▸ Problem description:
Going line by line through the listing below, count each line that includes the word "find", and reply with the count only.

▸ Extracted data:
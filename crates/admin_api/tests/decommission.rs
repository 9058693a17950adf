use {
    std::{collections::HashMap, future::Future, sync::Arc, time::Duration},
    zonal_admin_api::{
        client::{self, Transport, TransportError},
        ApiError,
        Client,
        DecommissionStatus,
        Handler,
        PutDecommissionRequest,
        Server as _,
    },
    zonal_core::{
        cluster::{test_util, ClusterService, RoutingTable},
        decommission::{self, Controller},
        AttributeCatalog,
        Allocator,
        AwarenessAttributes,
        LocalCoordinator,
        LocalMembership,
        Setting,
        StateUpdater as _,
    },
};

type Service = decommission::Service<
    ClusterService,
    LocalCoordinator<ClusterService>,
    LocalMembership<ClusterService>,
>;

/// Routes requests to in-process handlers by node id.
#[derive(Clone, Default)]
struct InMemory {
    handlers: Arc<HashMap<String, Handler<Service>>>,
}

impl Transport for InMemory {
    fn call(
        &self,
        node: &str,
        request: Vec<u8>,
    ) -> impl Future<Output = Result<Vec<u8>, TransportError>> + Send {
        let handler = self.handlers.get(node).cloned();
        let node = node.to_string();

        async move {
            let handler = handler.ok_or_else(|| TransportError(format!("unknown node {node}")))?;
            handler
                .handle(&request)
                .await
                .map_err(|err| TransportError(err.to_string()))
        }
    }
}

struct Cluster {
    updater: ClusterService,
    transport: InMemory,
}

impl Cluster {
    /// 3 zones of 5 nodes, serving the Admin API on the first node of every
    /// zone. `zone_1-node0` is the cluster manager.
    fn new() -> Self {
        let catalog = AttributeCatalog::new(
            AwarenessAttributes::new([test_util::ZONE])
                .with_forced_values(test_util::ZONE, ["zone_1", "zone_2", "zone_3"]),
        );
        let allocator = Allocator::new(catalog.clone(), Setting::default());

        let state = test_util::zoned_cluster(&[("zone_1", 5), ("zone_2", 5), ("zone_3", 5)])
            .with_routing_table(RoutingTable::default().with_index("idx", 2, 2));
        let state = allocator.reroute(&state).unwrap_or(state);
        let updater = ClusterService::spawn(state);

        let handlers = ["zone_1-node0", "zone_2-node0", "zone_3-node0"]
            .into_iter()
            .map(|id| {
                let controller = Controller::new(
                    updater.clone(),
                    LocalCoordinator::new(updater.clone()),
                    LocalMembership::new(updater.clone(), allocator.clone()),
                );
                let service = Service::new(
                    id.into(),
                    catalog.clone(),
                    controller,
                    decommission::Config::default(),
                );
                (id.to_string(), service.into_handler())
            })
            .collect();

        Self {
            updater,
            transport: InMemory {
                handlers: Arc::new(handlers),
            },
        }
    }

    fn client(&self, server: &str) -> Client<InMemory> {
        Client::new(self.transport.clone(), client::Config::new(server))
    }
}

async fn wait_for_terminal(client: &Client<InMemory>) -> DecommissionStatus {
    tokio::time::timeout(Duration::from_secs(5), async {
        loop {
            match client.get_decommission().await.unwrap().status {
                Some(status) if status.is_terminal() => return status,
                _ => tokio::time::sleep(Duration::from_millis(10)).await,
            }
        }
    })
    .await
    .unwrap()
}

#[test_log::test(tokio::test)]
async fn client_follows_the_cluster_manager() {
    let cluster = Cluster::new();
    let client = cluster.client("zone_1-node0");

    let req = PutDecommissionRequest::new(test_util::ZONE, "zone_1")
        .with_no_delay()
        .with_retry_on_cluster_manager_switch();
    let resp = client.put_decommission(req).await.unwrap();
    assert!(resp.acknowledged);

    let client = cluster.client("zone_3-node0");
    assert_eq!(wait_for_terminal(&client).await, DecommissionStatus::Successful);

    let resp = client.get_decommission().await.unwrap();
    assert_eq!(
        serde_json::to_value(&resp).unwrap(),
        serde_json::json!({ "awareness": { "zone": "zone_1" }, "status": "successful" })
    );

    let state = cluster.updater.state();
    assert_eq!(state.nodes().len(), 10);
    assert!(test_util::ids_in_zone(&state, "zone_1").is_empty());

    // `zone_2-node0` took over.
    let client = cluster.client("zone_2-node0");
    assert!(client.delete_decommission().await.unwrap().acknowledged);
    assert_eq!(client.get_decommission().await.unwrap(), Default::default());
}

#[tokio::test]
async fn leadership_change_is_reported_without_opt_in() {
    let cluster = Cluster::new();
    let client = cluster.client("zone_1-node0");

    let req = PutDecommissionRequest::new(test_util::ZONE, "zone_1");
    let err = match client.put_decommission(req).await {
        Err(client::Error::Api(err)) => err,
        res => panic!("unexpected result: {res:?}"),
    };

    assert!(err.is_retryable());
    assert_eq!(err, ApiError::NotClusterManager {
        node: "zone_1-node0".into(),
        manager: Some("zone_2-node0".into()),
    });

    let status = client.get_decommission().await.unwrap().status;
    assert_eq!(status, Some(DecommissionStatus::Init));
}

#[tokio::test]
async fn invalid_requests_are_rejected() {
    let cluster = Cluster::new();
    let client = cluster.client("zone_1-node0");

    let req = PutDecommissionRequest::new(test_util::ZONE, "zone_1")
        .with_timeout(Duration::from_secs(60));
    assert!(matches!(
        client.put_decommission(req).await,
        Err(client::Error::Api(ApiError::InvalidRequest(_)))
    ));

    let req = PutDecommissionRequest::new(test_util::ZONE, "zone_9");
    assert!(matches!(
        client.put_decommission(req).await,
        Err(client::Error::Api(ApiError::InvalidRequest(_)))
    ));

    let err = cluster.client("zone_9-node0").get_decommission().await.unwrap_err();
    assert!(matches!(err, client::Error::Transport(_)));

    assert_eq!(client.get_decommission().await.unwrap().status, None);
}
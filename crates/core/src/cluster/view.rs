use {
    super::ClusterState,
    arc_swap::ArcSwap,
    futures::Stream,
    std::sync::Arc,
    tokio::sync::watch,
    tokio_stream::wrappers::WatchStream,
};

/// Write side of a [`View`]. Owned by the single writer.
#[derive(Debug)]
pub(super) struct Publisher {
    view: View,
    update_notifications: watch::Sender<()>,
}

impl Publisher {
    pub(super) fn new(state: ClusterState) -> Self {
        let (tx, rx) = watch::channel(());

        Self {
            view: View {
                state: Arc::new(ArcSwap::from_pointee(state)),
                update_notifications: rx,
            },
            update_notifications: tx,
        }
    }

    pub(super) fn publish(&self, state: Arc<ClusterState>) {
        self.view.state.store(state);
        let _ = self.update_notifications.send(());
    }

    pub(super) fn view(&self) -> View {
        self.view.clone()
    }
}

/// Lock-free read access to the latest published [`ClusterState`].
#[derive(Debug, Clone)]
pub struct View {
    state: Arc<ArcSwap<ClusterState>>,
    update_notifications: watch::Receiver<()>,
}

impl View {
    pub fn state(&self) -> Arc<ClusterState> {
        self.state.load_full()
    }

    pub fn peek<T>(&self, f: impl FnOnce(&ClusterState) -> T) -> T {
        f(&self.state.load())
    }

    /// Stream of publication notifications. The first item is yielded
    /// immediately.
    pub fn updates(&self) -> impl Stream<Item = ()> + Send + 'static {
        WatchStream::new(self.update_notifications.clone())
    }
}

--

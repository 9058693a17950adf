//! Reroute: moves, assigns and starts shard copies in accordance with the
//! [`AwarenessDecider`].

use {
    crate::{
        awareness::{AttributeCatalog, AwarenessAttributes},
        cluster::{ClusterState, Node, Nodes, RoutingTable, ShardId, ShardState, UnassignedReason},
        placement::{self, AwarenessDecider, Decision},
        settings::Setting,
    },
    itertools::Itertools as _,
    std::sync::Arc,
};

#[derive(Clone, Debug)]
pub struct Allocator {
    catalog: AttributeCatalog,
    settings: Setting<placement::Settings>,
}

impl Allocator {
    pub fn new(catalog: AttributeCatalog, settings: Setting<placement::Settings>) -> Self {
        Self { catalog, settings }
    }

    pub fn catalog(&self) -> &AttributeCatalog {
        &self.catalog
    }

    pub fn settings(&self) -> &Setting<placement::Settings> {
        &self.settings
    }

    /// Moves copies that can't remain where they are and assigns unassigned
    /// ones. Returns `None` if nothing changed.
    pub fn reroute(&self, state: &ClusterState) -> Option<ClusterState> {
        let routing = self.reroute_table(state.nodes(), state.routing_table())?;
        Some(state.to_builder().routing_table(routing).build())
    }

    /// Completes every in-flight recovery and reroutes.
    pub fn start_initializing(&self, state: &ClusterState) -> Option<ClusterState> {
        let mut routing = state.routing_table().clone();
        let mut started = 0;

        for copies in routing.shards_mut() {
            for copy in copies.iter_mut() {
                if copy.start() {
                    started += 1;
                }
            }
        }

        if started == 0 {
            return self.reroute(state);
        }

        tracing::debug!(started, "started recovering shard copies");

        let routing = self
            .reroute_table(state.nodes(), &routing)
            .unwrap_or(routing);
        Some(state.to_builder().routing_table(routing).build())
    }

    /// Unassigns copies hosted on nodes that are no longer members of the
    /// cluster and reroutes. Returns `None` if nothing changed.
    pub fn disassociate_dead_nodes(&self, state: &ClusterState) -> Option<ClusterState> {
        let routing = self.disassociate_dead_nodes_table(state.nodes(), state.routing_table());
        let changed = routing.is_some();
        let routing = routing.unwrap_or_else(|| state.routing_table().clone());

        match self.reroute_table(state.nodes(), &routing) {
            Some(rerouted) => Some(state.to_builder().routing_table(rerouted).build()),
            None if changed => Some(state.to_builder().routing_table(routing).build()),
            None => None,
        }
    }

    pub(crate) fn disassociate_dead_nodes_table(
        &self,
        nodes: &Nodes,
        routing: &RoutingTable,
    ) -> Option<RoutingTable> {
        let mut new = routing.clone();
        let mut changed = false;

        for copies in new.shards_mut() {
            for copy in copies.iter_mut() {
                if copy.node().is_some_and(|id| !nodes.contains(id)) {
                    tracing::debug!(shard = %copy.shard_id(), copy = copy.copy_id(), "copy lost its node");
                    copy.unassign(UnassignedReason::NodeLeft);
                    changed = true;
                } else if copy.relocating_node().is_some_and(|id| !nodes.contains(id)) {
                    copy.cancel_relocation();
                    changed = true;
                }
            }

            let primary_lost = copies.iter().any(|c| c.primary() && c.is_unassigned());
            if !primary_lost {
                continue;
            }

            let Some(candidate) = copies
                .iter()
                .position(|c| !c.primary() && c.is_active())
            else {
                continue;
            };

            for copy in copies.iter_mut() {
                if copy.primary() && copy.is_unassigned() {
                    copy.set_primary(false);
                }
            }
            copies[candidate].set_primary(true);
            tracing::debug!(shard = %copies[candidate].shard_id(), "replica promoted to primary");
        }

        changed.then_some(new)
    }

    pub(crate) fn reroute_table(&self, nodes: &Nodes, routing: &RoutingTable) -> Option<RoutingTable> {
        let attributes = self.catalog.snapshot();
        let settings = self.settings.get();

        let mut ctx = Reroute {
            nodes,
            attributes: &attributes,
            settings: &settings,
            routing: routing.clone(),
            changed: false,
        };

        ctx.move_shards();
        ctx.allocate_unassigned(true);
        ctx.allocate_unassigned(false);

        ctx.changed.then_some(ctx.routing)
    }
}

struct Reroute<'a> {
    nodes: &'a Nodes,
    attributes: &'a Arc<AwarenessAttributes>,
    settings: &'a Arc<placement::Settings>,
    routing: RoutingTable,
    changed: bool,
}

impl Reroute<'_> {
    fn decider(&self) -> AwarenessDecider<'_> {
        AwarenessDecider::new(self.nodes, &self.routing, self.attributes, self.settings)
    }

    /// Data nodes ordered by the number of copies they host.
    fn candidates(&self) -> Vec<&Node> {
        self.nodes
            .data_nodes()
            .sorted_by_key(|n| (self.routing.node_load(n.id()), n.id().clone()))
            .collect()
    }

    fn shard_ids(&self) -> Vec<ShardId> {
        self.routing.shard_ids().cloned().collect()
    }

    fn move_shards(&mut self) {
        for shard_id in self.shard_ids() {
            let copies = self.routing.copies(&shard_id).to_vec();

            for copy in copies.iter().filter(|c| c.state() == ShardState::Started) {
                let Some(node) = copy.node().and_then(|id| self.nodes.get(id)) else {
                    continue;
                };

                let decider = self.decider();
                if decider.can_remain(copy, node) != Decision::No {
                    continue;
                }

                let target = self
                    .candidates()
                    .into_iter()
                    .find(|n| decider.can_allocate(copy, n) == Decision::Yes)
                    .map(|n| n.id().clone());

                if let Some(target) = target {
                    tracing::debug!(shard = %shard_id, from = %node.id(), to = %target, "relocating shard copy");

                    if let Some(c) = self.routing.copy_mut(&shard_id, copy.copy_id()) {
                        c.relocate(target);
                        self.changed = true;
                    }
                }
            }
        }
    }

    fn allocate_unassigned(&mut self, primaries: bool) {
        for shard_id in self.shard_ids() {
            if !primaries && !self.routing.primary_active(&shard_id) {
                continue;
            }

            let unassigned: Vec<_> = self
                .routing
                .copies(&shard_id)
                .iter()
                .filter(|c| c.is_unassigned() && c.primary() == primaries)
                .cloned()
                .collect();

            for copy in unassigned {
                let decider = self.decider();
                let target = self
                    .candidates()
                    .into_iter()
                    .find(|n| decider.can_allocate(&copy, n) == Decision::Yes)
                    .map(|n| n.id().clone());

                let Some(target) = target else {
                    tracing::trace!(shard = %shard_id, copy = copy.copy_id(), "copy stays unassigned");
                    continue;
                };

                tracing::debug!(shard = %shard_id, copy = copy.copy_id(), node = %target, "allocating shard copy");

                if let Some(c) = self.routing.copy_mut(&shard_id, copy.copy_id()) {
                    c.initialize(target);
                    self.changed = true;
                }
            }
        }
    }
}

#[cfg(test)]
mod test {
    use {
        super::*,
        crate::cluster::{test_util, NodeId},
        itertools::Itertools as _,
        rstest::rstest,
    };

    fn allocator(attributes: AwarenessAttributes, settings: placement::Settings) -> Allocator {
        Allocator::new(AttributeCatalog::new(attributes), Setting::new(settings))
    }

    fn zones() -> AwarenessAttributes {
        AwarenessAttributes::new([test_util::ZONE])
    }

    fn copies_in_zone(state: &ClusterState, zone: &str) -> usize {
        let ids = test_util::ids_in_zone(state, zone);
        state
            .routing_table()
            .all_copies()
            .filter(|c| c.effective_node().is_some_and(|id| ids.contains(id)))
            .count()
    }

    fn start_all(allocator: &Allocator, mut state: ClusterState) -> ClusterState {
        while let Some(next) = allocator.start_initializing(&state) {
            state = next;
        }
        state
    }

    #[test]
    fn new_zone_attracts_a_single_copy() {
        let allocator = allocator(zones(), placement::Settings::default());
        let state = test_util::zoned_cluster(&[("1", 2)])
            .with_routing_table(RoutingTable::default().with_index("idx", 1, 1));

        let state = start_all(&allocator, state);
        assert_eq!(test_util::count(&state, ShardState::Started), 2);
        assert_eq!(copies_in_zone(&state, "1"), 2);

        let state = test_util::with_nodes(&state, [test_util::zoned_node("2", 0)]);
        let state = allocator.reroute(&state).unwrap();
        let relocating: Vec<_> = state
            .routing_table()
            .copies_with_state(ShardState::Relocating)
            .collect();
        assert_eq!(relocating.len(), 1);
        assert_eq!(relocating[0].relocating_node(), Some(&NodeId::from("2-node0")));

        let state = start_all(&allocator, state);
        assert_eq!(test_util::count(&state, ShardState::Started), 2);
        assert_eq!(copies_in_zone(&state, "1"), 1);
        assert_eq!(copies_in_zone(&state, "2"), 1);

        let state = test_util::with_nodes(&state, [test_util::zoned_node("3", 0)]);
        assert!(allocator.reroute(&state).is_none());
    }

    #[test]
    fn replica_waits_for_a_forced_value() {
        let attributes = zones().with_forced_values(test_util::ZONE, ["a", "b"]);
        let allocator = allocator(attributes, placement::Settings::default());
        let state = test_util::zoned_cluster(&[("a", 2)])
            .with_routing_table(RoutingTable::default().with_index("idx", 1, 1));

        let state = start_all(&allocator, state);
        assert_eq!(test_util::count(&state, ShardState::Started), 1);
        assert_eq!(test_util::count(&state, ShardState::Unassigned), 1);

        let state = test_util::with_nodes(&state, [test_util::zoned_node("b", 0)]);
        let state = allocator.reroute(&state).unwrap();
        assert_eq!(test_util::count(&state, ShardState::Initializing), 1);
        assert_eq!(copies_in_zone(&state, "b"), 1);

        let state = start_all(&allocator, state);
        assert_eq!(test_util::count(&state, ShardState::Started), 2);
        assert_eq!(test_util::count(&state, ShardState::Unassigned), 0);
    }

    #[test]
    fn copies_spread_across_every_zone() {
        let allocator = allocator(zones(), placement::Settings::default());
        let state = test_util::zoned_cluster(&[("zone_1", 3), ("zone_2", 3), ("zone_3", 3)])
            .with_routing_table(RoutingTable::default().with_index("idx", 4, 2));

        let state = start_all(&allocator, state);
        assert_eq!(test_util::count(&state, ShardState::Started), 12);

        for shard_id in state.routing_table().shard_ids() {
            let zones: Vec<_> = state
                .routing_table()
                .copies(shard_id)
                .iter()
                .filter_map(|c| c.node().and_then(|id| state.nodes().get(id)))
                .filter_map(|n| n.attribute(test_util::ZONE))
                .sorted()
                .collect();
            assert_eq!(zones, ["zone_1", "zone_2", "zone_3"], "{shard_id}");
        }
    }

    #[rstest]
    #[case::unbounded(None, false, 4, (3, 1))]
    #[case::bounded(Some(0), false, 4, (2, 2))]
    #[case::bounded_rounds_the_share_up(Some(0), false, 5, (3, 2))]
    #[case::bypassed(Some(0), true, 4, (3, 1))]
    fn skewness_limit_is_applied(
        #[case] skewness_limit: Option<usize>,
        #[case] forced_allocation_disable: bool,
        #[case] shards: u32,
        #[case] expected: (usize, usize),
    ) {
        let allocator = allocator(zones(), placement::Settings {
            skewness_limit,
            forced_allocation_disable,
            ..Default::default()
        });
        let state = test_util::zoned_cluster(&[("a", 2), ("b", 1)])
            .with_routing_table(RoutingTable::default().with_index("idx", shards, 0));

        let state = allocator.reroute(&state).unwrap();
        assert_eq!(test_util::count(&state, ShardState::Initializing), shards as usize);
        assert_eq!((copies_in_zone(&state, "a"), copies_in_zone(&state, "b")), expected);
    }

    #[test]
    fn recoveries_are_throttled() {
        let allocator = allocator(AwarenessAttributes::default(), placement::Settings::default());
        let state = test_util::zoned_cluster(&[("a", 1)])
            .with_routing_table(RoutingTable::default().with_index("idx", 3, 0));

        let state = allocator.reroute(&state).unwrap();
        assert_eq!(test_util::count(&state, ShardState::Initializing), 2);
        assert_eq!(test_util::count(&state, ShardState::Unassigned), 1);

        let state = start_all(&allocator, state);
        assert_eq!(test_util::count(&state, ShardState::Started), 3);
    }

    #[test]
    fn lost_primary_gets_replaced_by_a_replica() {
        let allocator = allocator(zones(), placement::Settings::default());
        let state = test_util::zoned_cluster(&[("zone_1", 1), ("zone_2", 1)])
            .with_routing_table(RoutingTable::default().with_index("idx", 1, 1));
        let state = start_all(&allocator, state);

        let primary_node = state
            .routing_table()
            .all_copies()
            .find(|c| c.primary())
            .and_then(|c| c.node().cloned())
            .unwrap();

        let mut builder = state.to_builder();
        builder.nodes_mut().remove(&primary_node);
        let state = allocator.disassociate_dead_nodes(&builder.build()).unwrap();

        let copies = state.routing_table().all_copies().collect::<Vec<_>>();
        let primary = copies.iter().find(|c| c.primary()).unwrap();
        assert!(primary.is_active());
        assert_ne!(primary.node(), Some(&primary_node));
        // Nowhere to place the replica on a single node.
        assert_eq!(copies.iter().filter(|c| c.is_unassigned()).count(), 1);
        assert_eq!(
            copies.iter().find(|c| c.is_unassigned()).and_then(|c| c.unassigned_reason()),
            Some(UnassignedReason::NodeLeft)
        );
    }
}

* * *

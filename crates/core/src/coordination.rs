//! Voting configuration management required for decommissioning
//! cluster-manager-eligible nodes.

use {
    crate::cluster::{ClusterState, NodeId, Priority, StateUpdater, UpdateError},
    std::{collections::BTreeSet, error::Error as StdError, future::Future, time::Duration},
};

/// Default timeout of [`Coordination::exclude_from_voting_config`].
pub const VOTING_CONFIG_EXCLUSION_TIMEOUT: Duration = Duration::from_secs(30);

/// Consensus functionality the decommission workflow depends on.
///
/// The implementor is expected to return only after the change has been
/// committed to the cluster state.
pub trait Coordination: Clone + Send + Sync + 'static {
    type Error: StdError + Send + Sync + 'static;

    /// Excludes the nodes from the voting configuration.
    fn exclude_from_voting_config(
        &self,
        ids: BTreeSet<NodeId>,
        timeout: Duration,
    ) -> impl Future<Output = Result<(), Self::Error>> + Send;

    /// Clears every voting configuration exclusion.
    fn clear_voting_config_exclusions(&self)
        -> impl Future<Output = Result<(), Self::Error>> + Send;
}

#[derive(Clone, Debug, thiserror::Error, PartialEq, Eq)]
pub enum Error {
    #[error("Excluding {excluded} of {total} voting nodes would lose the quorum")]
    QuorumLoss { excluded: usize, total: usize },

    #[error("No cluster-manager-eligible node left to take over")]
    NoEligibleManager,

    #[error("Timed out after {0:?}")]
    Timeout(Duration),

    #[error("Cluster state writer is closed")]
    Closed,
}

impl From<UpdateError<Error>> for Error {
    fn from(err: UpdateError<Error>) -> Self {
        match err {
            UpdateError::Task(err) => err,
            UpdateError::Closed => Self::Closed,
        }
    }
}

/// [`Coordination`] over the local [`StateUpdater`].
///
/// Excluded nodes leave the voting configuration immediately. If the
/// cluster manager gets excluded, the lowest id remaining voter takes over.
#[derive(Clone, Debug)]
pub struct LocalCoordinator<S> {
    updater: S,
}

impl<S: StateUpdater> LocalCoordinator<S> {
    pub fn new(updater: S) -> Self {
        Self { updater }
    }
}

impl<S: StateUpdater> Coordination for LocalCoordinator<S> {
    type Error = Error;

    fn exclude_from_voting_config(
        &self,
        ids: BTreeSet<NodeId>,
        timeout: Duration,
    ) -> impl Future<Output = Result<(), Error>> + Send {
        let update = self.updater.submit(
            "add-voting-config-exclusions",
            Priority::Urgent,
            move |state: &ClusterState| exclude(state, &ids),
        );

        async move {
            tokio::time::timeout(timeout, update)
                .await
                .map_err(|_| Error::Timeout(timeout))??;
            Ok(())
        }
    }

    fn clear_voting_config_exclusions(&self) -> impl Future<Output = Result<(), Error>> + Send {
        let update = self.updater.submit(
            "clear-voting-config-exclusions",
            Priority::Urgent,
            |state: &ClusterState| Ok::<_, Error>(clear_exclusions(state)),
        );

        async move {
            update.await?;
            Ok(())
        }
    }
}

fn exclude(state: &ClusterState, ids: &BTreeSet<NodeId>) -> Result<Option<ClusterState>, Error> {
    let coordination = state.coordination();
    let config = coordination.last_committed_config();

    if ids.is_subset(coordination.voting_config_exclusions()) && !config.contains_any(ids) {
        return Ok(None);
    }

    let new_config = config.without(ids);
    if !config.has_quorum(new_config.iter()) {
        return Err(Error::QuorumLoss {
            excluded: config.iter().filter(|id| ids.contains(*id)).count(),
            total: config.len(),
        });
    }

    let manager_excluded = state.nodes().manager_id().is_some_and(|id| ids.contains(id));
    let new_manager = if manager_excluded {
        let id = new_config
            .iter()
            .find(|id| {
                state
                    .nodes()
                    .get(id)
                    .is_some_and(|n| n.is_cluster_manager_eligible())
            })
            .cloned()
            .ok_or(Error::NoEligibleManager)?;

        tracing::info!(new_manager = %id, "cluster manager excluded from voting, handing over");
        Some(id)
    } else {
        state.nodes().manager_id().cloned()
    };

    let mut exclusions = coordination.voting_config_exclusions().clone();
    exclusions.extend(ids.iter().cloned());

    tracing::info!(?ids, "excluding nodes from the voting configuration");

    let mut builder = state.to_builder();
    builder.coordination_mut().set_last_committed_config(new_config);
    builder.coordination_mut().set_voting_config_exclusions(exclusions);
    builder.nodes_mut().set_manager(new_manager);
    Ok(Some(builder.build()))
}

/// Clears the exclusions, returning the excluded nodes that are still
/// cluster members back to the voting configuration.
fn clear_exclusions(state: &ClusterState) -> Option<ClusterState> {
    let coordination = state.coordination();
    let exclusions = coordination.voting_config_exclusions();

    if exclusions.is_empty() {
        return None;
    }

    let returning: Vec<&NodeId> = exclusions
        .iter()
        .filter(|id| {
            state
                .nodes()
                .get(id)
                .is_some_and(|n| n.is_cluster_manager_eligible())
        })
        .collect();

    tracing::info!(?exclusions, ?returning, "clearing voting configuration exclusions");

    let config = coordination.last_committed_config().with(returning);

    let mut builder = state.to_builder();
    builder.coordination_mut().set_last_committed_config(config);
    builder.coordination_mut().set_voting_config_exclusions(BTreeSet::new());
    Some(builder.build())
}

▸ Answer to this task:
6